Réalisation: Charlotte Daerden

Dans un ultime réflexe pour sauver leur couple, les deux femmes avaient tenté ce grand voyage de réconciliation. Mais mettre de la distance avec le quotidien ne suffit pas pour recoller les morceaux. L’espoir de redonner du souffle à leur vie amoureuse et de diluer la grisaille du jour le jour dans le ciel bleu de Pagan avait tourné court. Ruby avait fini par laisser Claire à ses angoisses et ses velléités de confort. Sa caméra en bandoulière, elle avait pris la tangente en compagnie «d’un petit Birman», ainsi qu’elle appelait son guide qui veillait sur elle avec une touchante sollicitude et la mettait en garde contre les serpents venimeux, en particulier la vipère de Russel à la morsure fatale.
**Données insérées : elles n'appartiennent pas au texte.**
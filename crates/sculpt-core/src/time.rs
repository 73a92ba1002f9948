//! Wall-clock time stamps for frames and snapshots
//!
//! Stored as microseconds since the Unix epoch so records persist
//! independently of the process that created them.

use std::ops::{Add, Sub};
use std::time::{Duration, SystemTime, UNIX_EPOCH};

use serde::{Deserialize, Serialize};

/// Capture/creation time (μs since Unix epoch)
#[derive(Clone, Copy, PartialEq, Eq, PartialOrd, Ord, Hash, Default, Serialize, Deserialize)]
#[serde(transparent)]
pub struct Timestamp(pub i64);

impl Timestamp {
    pub const ZERO: Timestamp = Timestamp(0);

    /// Current wall-clock time. Clocks before the epoch read as zero.
    pub fn now() -> Self {
        let micros = SystemTime::now()
            .duration_since(UNIX_EPOCH)
            .map(|d| d.as_micros() as i64)
            .unwrap_or(0);
        Timestamp(micros)
    }

    #[inline]
    pub fn from_micros(micros: i64) -> Self {
        Timestamp(micros)
    }

    #[inline]
    pub fn from_millis(millis: i64) -> Self {
        Timestamp(millis * 1000)
    }

    #[inline]
    pub fn as_micros(self) -> i64 {
        self.0
    }

    #[inline]
    pub fn as_millis(self) -> i64 {
        self.0 / 1000
    }
}

impl Add<Duration> for Timestamp {
    type Output = Timestamp;

    #[inline]
    fn add(self, rhs: Duration) -> Self::Output {
        Timestamp(self.0 + rhs.as_micros() as i64)
    }
}

impl Sub<Timestamp> for Timestamp {
    type Output = Duration;

    #[inline]
    fn sub(self, rhs: Timestamp) -> Self::Output {
        let diff = self.0 - rhs.0;
        if diff >= 0 {
            Duration::from_micros(diff as u64)
        } else {
            Duration::ZERO
        }
    }
}

impl std::fmt::Debug for Timestamp {
    fn fmt(&self, f: &mut std::fmt::Formatter<'_>) -> std::fmt::Result {
        write!(f, "t({}ms)", self.as_millis())
    }
}

#[cfg(test)]
mod tests {
    use super::*;

    #[test]
    fn test_timestamp_arithmetic() {
        let t0 = Timestamp::from_millis(1_000);
        let t1 = t0 + Duration::from_millis(250);
        assert_eq!(t1.as_millis(), 1_250);
        assert_eq!(t1 - t0, Duration::from_millis(250));
        // Negative differences clamp to zero
        assert_eq!(t0 - t1, Duration::ZERO);
    }

    #[test]
    fn test_now_is_after_epoch() {
        assert!(Timestamp::now() > Timestamp::ZERO);
    }
}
Dès qu’elle était en mode caméra, il était vain de la ramener à la raison. Animée par un sixième sens, elle faisait corps avec l’imminence du moment et se déplaçait avec grâce, mue par le désir, presque mystique, de sonder le réel, de capter l’éphémère pour en conserver l’iridescence. «C’est ma manière de faire corps avec le monde, de refuser de le voir disparaître, et, en fin de compte, de disparaître à mon tour.» Elle prenait Cartier-Bresson à témoin, son maître à penser dont elle citait volontiers les écrits pour les reprendre à son compte : «Le temps court et notre mort seule arrive à le rattraper. La photographie est un couperet qui, dans l’éternité, saisit l’instant qui l’a éblouie.»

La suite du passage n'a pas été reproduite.